We work at the grassroots level throughout the Muslim World to counter violent extremism before it takes hold, to promote tolerance and understanding, and to foster better relations with the United States.
We had written about Eric before, giving a little bit of information about him, the race itself and his fundraising efforts. His campaign is still underway as he continues his training, so be sure to look at his website and please consider a donating. Large or small, any amount helps him get closer to his goal. Still very curious about him as a person, his motivations and why he chose AUA, we decided to interview him! Here is what he had to say:
AUA: Why run a marathon in Morocco? Why not New York, DC or Boston?
Eric: I am currently living in Rabat, Morocco and studying advanced level Arabic with the support of a NSEP Boren Graduate Fellowship. I have done sports all of my life and running is a very popular sport in Morocco. Every day I see people running around in Rabat and I feel that it is one of their national sports. I have competed in many running competitions, including the major marathons and half-marathons in the United States, and so I signed up for the half marathon in Rabat in April. After completing this half marathon in April I signed up for the ultramarathon in the mountains of Ifrane Morocco at the end of June. I know that 54 miles or 90 kilometers is a long distance, especially on the mountainous terrain, but I also know that it is beautiful in Ifrane, and could not imagine a better way to spend my weekend than to run with Moroccans in a beautiful location.
AUA: Why did you choose AUA as the charity to support?
Eric: I had read Benjamin Orbach’s book that he wrote about his experiences on a NSEP Boren Graduate Fellowship to Jordan. I have found that many of his ideas and experiences are ones that I see here in Morocco. I then saw his website and saw that he worked at an organization called America’s Unofficial Ambassadors and so when I thought about what charity I wanted to fund I did not have to think long before deciding to choose AUA. I feel that with all the changes happening in North Africa and the rest of the Middle East, there is a real need for greater dialogue and understanding between the peoples United States and this region so that we break down stereotypes and are able to work constructively and form friendships that foster greater peace and stability in the future.
AUA: Tell us about your first experience in a Muslim-majority country.

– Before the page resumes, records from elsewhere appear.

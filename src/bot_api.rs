//! Telegram Bot API client (`sendMessage`, `sendDocument`).

use std::path::Path;
use std::time::Duration;

use reqwest::multipart::{Form, Part};
use reqwest::Client;
use serde::Deserialize;
use tracing::debug;

use crate::config::{mask_token, ChatTarget};
use crate::{Error, Result};

/// Bot API client bound to one bot token.
#[derive(Clone)]
pub struct BotApiClient {
    http: Client,
    token: String,
    base_url: String,
}

impl std::fmt::Debug for BotApiClient {
    fn fmt(&self, f: &mut std::fmt::Formatter<'_>) -> std::fmt::Result {
        f.debug_struct("BotApiClient")
            .field("token", &mask_token(&self.token))
            .field("base_url", &self.base_url)
            .finish()
    }
}

impl BotApiClient {
    /// Create client for a bot token and API base URL.
    pub fn new<S: Into<String>>(token: S, base_url: &str, timeout: Option<Duration>) -> Result<Self> {
        let token = token.into();
        if token.trim().is_empty() {
            return Err(Error::InvalidArgument("bot token is empty".to_string()));
        }

        let mut builder = Client::builder().user_agent("tg_send/0.1.0");
        if let Some(timeout) = timeout {
            builder = builder.timeout(timeout);
        }
        let http = builder
            .build()
            .map_err(|e| Error::InvalidArgument(format!("HTTP client error: {}", e)))?;

        Ok(Self {
            http,
            token,
            base_url: base_url.trim_end_matches('/').to_string(),
        })
    }

    fn method_url(&self, method: &str) -> String {
        format!("{}/bot{}/{}", self.base_url, self.token, method)
    }

    /// POST `sendMessage` with `chat_id` and `text` form fields.
    pub async fn send_message(&self, chat_id: &ChatTarget, text: &str) -> Result<ApiReply> {
        let params = [("chat_id", chat_id.as_str()), ("text", text)];

        debug!(chat_id = %chat_id, len = text.len(), "sendMessage");
        let response = self
            .http
            .post(self.method_url("sendMessage"))
            .form(&params)
            .send()
            .await?;

        ApiReply::read(response).await
    }

    /// POST `sendDocument` as multipart with a fresh read of the file.
    pub async fn send_document(&self, chat_id: &ChatTarget, path: &Path) -> Result<ApiReply> {
        let file_bytes = tokio::fs::read(path)
            .await
            .map_err(|e| Error::io(path, e))?;

        let file_name = path
            .file_name()
            .and_then(|n| n.to_str())
            .unwrap_or("document")
            .to_string();

        debug!(chat_id = %chat_id, bytes = file_bytes.len(), file = %file_name, "sendDocument");
        let form = Form::new()
            .text("chat_id", chat_id.as_str().to_string())
            .part("document", Part::bytes(file_bytes).file_name(file_name));

        let response = self
            .http
            .post(self.method_url("sendDocument"))
            .multipart(form)
            .send()
            .await?;

        ApiReply::read(response).await
    }
}

/// Raw HTTP reply: status plus the body text exactly as received.
#[derive(Debug, Clone)]
pub struct ApiReply {
    pub status: u16,
    pub body: String,
}

impl ApiReply {
    async fn read(response: reqwest::Response) -> Result<Self> {
        let status = response.status().as_u16();
        let body = response
            .text()
            .await
            .map_err(|e| Error::Transport(format!("Failed to read response: {}", e)))?;
        Ok(Self { status, body })
    }

    fn is_http_success(&self) -> bool {
        (200..300).contains(&self.status)
    }

    /// Inspect the Telegram envelope; `ok: false` or an HTTP error becomes `Error::Remote`.
    pub fn check(&self, chat_id: &ChatTarget) -> Result<ApiResponse> {
        let parsed: std::result::Result<ApiResponse, _> = serde_json::from_str(&self.body);

        match parsed {
            Ok(envelope) if envelope.ok && self.is_http_success() => Ok(envelope),
            Ok(envelope) => Err(Error::Remote {
                chat_id: chat_id.to_string(),
                code: envelope.error_code.unwrap_or(i64::from(self.status)),
                description: envelope
                    .description
                    .unwrap_or_else(|| "unknown error".to_string()),
            }),
            Err(_) if !self.is_http_success() => Err(Error::Remote {
                chat_id: chat_id.to_string(),
                code: i64::from(self.status),
                description: self.body.clone(),
            }),
            Err(e) => Err(Error::InvalidResponse(format!("{}: {}", e, self.body))),
        }
    }
}

/// Telegram response envelope.
#[derive(Debug, Clone, Deserialize)]
pub struct ApiResponse {
    pub ok: bool,
    #[serde(default)]
    pub description: Option<String>,
    #[serde(default)]
    pub error_code: Option<i64>,
    #[serde(default)]
    pub result: Option<serde_json::Value>,
}

impl ApiResponse {
    /// `message_id` of the sent message, when present.
    pub fn message_id(&self) -> Option<i64> {
        self.result
            .as_ref()
            .and_then(|r| r.get("message_id"))
            .and_then(|id| id.as_i64())
    }
}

Eric: I am a graduate student in the PhD International Economics program at UC Santa Cruz. I completed my BSFS International Economics at Georgetown University and my MA International Economics at University of San Francisco (USFCA). I have studied Modern Standard Arabic for about 6 years and completed the advanced course at Middlebury Arabic Language Summer School. I have worked on Middle East and North Africa research projects and my professional goals is to combine my background in Economics and my Arabic language skills to contribute to better economic relationships between the United States and this region.